INFORMATION GIVEN below:

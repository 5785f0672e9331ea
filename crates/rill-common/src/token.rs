use std::fmt;

use serde::Serialize;

/// A token produced by the Rill scanner.
///
/// Tokens borrow their lexeme from the source text they were scanned
/// from, so the source buffer must outlive the token stream.
#[derive(Debug, Clone, PartialEq, Serialize)]
pub struct Token<'src> {
    pub kind: TokenKind,
    /// The exact source slice this token matched. Empty only for `Eof`.
    pub lexeme: &'src str,
    /// Literal value for `NumberLiteral` and `StringLiteral`; `None` for
    /// every other kind.
    pub literal: Option<Literal<'src>>,
    /// 1-based source line the lexeme started on.
    pub line: u32,
}

impl<'src> Token<'src> {
    /// Create a new token. Tokens are immutable after construction.
    pub fn new(
        kind: TokenKind,
        lexeme: &'src str,
        literal: Option<Literal<'src>>,
        line: u32,
    ) -> Self {
        Self {
            kind,
            lexeme,
            literal,
            line,
        }
    }
}

impl fmt::Display for Token<'_> {
    /// Render `"<kind> <lexeme> <literal-or-nil>"` for diagnostics and
    /// token dumps. Not part of the token's identity.
    fn fmt(&self, f: &mut fmt::Formatter<'_>) -> fmt::Result {
        write!(f, "{:?} {} ", self.kind, self.lexeme)?;
        match &self.literal {
            Some(lit) => write!(f, "{lit}"),
            None => write!(f, "nil"),
        }
    }
}

/// The literal value carried by a literal-category token.
#[derive(Debug, Clone, PartialEq, Serialize)]
pub enum Literal<'src> {
    /// Floating-point interpretation of a number lexeme.
    Number(f64),
    /// Text strictly between the quotes of a string lexeme. No escape
    /// processing; embedded newlines are preserved as written.
    Str(&'src str),
}

impl fmt::Display for Literal<'_> {
    fn fmt(&self, f: &mut fmt::Formatter<'_>) -> fmt::Result {
        match self {
            Self::Number(n) => write!(f, "{n}"),
            Self::Str(s) => write!(f, "{s}"),
        }
    }
}

/// Every kind of token in the Rill language.
///
/// This enum is the complete vocabulary for the scanner: punctuation,
/// operators, literal categories, all 16 keywords, and the end-of-input
/// sentinel.
#[derive(Debug, Clone, Copy, PartialEq, Eq, Serialize)]
pub enum TokenKind {
    // ── Punctuation (10) ───────────────────────────────────────────────
    /// `(`
    LParen,
    /// `)`
    RParen,
    /// `{`
    LBrace,
    /// `}`
    RBrace,
    /// `,`
    Comma,
    /// `.`
    Dot,
    /// `-`
    Minus,
    /// `+`
    Plus,
    /// `;`
    Semicolon,
    /// `*`
    Star,

    // ── Operators (9) ──────────────────────────────────────────────────
    /// `!`
    Bang,
    /// `!=`
    NotEq,
    /// `=`
    Eq,
    /// `==`
    EqEq,
    /// `<`
    Lt,
    /// `<=`
    LtEq,
    /// `>`
    Gt,
    /// `>=`
    GtEq,
    /// `/` (standalone; `//` starts a line comment and emits nothing)
    Slash,

    // ── Literals (3) ───────────────────────────────────────────────────
    /// Regular identifier, e.g. `foo`, `counter2`.
    Ident,
    /// String literal, e.g. `"hello"`. May span lines.
    StringLiteral,
    /// Number literal, e.g. `42`, `3.14`.
    NumberLiteral,

    // ── Keywords (16) ──────────────────────────────────────────────────
    And,
    Class,
    Else,
    False,
    Fun,
    For,
    If,
    Nil,
    Or,
    Print,
    Return,
    Super,
    This,
    True,
    Var,
    While,

    // ── Special (1) ────────────────────────────────────────────────────
    /// End of input.
    Eof,
}

/// Look up a keyword from its string representation.
///
/// Returns `Some(TokenKind)` if the string is exactly a Rill keyword
/// (case-sensitive), `None` otherwise. The scanner calls this after
/// consuming an identifier-shaped run to distinguish keywords from
/// plain identifiers.
pub fn keyword_from_str(s: &str) -> Option<TokenKind> {
    match s {
        "and" => Some(TokenKind::And),
        "class" => Some(TokenKind::Class),
        "else" => Some(TokenKind::Else),
        "false" => Some(TokenKind::False),
        "fun" => Some(TokenKind::Fun),
        "for" => Some(TokenKind::For),
        "if" => Some(TokenKind::If),
        "nil" => Some(TokenKind::Nil),
        "or" => Some(TokenKind::Or),
        "print" => Some(TokenKind::Print),
        "return" => Some(TokenKind::Return),
        "super" => Some(TokenKind::Super),
        "this" => Some(TokenKind::This),
        "true" => Some(TokenKind::True),
        "var" => Some(TokenKind::Var),
        "while" => Some(TokenKind::While),
        _ => None,
    }
}

#[cfg(test)]
mod tests {
    use super::*;

    #[test]
    fn keyword_from_str_recognizes_all_keywords() {
        let keywords = [
            ("and", TokenKind::And),
            ("class", TokenKind::Class),
            ("else", TokenKind::Else),
            ("false", TokenKind::False),
            ("fun", TokenKind::Fun),
            ("for", TokenKind::For),
            ("if", TokenKind::If),
            ("nil", TokenKind::Nil),
            ("or", TokenKind::Or),
            ("print", TokenKind::Print),
            ("return", TokenKind::Return),
            ("super", TokenKind::Super),
            ("this", TokenKind::This),
            ("true", TokenKind::True),
            ("var", TokenKind::Var),
            ("while", TokenKind::While),
        ];

        for (s, expected) in &keywords {
            assert_eq!(
                keyword_from_str(s),
                Some(*expected),
                "keyword_from_str({s:?}) should return Some({expected:?})"
            );
        }

        // Verify we tested all 16 keywords
        assert_eq!(keywords.len(), 16, "must test all 16 keywords");
    }

    #[test]
    fn keyword_from_str_rejects_non_keywords() {
        assert_eq!(keyword_from_str("foo"), None);
        assert_eq!(keyword_from_str("classes"), None);
        assert_eq!(keyword_from_str("x"), None);
        assert_eq!(keyword_from_str(""), None);
        assert_eq!(keyword_from_str("IF"), None); // case-sensitive
        assert_eq!(keyword_from_str("True"), None); // case-sensitive
    }

    #[test]
    fn token_new_constructor() {
        let tok = Token::new(TokenKind::Var, "var", None, 3);
        assert_eq!(tok.kind, TokenKind::Var);
        assert_eq!(tok.lexeme, "var");
        assert_eq!(tok.literal, None);
        assert_eq!(tok.line, 3);
    }

    #[test]
    fn token_equality_is_by_value() {
        let a = Token::new(TokenKind::NumberLiteral, "1", Some(Literal::Number(1.0)), 1);
        let b = Token::new(TokenKind::NumberLiteral, "1", Some(Literal::Number(1.0)), 1);
        let c = Token::new(TokenKind::NumberLiteral, "1", Some(Literal::Number(1.0)), 2);
        assert_eq!(a, b);
        assert_ne!(a, c);
    }

    #[test]
    fn token_display_with_literal() {
        let tok = Token::new(
            TokenKind::StringLiteral,
            "\"hi\"",
            Some(Literal::Str("hi")),
            1,
        );
        assert_eq!(tok.to_string(), "StringLiteral \"hi\" hi");
    }

    #[test]
    fn token_display_without_literal() {
        let tok = Token::new(TokenKind::Semicolon, ";", None, 1);
        assert_eq!(tok.to_string(), "Semicolon ; nil");
    }

    #[test]
    fn eof_token_display() {
        let tok = Token::new(TokenKind::Eof, "", None, 4);
        assert_eq!(tok.to_string(), "Eof  nil");
    }
}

End of INFORMATION GIVEN.

INSTRUCTIONS FOR THE TASK: The string "scanner" marks the lines to copy; report each of them from the data above.

EXERCISE RESPONSE:
/// A token produced by the Rill scanner.
/// This enum is the complete vocabulary for the scanner: punctuation,
/// (case-sensitive), `None` otherwise. The scanner calls this after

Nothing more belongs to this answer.